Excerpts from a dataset

*-*-*

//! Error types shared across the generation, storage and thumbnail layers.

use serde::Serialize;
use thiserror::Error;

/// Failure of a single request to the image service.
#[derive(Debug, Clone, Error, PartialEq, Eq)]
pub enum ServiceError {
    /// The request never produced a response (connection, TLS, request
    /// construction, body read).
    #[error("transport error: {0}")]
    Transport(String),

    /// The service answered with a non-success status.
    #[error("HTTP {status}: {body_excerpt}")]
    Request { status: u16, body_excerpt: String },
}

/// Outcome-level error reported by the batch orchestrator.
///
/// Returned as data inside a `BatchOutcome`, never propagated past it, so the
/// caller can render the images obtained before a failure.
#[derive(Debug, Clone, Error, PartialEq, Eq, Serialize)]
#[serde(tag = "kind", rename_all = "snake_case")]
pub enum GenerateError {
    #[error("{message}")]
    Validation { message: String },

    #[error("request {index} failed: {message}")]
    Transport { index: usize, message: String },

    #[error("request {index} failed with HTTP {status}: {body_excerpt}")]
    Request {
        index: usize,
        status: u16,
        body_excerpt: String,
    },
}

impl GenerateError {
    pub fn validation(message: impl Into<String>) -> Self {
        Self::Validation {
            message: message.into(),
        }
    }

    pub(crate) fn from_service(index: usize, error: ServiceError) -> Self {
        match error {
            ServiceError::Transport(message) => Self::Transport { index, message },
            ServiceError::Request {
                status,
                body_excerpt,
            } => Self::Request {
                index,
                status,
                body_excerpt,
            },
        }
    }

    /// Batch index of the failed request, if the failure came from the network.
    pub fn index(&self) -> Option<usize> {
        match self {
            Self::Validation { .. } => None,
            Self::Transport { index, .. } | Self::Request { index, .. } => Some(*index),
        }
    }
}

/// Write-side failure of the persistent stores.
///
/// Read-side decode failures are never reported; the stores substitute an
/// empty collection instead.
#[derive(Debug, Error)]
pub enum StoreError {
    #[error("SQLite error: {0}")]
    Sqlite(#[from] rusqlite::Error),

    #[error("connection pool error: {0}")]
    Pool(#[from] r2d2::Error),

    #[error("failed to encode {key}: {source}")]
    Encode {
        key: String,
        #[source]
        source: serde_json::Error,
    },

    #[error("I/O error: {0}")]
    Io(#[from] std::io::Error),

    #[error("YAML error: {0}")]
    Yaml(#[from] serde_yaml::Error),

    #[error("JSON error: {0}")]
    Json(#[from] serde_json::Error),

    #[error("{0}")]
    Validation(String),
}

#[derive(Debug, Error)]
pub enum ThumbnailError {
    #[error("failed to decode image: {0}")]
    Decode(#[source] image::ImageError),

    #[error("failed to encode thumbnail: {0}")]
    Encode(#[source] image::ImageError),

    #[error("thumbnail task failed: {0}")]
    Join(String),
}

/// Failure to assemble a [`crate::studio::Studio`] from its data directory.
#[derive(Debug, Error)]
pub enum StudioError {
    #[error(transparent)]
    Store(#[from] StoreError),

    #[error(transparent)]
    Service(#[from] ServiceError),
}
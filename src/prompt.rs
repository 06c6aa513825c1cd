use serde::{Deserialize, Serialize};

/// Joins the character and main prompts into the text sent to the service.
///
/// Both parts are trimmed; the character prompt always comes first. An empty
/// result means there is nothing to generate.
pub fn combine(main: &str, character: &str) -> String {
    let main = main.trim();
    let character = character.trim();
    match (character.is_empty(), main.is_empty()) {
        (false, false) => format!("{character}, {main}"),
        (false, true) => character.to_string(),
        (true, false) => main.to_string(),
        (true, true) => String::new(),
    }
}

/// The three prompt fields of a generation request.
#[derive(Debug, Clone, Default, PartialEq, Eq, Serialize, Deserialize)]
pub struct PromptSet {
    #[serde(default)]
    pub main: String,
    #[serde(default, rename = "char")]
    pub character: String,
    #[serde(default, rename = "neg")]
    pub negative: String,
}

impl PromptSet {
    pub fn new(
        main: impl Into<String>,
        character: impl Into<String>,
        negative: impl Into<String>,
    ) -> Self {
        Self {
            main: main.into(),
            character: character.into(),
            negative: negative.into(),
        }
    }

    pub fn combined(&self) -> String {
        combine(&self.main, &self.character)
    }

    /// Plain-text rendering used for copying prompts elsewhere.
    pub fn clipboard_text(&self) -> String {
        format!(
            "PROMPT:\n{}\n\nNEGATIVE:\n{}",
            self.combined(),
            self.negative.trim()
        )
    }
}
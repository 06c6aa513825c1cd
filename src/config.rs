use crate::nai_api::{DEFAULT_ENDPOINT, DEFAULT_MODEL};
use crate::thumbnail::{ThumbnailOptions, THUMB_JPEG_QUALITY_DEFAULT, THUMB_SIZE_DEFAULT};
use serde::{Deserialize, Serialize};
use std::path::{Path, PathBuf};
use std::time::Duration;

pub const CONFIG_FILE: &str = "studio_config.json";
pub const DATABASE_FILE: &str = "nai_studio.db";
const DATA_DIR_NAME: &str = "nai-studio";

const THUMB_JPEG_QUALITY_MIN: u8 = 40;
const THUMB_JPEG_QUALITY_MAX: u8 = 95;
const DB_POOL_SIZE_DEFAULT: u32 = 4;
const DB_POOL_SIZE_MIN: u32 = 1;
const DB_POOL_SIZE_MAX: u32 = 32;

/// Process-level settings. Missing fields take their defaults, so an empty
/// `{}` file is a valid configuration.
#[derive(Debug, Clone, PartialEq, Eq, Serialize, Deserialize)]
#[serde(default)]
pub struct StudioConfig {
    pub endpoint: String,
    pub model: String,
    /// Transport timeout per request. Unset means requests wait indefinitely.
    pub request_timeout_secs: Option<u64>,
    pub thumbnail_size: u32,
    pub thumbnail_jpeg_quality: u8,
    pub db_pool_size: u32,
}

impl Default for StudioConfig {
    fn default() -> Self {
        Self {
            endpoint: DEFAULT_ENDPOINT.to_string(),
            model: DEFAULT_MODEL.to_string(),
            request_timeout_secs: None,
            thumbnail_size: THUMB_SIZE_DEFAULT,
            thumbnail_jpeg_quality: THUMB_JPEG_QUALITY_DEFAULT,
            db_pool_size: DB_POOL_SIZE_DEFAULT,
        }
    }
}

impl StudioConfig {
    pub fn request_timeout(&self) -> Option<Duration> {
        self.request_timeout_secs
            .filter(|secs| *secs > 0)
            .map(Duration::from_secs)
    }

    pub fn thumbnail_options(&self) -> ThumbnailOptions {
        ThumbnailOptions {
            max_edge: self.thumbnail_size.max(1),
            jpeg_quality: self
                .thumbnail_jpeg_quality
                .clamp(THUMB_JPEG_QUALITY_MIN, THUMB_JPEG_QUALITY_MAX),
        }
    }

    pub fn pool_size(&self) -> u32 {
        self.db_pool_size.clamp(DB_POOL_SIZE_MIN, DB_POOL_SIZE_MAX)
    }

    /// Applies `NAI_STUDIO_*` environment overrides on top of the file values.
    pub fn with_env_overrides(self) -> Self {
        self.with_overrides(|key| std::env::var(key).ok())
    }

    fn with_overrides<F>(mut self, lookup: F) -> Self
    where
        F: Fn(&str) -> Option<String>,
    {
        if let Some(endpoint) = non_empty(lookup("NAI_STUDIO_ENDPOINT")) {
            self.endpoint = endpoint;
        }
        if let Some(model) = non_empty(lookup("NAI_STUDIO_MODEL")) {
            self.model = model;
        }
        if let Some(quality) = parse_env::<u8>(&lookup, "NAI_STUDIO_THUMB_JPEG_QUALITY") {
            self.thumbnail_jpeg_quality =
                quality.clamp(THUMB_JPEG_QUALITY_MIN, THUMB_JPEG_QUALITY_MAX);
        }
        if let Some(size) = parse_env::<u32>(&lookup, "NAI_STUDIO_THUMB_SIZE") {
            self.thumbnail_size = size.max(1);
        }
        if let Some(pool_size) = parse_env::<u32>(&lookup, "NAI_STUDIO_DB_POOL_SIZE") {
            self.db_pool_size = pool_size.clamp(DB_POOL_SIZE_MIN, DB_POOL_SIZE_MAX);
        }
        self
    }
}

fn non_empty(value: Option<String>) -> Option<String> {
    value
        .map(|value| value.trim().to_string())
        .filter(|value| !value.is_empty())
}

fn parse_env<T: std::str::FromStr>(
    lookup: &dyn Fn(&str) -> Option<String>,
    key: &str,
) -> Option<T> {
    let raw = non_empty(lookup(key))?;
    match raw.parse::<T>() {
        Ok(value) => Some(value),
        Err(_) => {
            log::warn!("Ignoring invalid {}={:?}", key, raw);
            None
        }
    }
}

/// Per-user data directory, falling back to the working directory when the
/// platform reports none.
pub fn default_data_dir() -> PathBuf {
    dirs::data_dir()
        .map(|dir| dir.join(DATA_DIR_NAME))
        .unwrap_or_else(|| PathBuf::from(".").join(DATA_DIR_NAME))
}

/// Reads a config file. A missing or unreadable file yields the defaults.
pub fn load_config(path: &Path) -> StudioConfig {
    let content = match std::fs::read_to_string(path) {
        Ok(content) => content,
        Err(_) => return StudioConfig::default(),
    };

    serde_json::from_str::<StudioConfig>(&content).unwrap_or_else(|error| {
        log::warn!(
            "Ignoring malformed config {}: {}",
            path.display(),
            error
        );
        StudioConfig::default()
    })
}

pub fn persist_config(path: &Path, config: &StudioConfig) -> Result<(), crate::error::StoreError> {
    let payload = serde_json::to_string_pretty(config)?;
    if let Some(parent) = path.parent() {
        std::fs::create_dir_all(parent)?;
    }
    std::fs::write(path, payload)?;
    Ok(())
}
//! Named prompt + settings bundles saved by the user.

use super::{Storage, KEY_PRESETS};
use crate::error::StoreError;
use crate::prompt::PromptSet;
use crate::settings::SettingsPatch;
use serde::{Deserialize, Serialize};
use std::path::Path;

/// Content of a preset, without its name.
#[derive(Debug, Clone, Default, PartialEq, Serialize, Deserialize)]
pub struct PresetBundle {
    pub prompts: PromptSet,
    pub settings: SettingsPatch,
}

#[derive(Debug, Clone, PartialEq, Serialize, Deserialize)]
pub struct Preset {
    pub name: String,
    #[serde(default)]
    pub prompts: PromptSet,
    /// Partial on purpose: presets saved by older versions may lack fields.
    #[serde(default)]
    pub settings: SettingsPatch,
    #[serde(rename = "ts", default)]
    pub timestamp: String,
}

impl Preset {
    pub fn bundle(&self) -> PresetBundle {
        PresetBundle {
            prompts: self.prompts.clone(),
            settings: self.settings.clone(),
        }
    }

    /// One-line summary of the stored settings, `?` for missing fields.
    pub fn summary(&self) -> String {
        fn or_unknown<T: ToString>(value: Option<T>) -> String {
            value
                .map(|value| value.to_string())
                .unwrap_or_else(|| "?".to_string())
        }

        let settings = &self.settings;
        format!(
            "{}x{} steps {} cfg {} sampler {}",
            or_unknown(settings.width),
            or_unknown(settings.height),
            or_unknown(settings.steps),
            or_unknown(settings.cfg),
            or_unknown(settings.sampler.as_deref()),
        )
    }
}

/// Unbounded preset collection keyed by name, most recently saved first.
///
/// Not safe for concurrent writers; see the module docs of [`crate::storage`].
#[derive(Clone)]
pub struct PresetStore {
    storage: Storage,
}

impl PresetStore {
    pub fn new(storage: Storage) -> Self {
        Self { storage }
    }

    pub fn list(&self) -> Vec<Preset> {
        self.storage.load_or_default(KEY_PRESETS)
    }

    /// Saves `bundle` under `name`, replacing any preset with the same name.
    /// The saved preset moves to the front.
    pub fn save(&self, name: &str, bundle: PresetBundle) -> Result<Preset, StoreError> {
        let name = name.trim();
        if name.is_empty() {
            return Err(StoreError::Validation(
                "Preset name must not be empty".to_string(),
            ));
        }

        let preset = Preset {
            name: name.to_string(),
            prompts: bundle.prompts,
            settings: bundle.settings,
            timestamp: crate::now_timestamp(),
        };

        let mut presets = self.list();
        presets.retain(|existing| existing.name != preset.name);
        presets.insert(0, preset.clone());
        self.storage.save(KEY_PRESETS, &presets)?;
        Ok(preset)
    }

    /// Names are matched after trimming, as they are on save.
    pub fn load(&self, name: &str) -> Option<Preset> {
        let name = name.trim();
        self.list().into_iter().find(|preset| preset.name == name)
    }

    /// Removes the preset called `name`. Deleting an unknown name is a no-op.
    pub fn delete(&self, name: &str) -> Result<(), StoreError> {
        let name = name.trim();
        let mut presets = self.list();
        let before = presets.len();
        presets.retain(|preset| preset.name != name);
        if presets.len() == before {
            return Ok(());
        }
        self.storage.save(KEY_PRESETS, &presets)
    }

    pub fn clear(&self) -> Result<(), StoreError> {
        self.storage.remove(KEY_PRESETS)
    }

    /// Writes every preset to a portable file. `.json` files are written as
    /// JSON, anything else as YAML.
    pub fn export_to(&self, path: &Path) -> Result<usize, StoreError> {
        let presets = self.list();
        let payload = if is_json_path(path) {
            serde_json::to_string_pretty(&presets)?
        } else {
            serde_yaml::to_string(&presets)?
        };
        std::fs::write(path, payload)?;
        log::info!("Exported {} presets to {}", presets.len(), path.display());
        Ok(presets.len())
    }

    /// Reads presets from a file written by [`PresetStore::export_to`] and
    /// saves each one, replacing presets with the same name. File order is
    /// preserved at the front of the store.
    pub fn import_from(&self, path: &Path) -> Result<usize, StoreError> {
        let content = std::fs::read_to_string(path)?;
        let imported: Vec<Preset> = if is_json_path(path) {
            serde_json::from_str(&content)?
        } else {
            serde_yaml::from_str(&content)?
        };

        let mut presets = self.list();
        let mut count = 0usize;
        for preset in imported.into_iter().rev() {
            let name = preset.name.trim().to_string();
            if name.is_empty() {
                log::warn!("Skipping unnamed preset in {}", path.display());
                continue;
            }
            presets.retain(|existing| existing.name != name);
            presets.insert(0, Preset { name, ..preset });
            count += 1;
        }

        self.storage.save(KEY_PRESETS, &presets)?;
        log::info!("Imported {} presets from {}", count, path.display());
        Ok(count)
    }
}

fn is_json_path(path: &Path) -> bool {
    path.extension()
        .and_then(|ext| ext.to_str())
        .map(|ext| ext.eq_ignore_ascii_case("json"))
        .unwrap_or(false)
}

*-*-*

INSTRUCTIONS TO FOLLOW.
In the entries above, restate word for word the lines between the one holding "use crate::error::StoreError;" and the one holding "pub fn summary(&self)", inclusive, and nothing besides.

WRITTEN SOLUTION.
use crate::error::StoreError;
use crate::prompt::PromptSet;
use crate::settings::SettingsPatch;
use serde::{Deserialize, Serialize};
use std::path::Path;

/// Content of a preset, without its name.
#[derive(Debug, Clone, Default, PartialEq, Serialize, Deserialize)]
pub struct PresetBundle {
    pub prompts: PromptSet,
    pub settings: SettingsPatch,
}

#[derive(Debug, Clone, PartialEq, Serialize, Deserialize)]
pub struct Preset {
    pub name: String,
    #[serde(default)]
    pub prompts: PromptSet,
    /// Partial on purpose: presets saved by older versions may lack fields.
    #[serde(default)]
    pub settings: SettingsPatch,
    #[serde(rename = "ts", default)]
    pub timestamp: String,
}

impl Preset {
    pub fn bundle(&self) -> PresetBundle {
        PresetBundle {
            prompts: self.prompts.clone(),
            settings: self.settings.clone(),
        }
    }

    /// One-line summary of the stored settings, `?` for missing fields.
    pub fn summary(&self) -> String {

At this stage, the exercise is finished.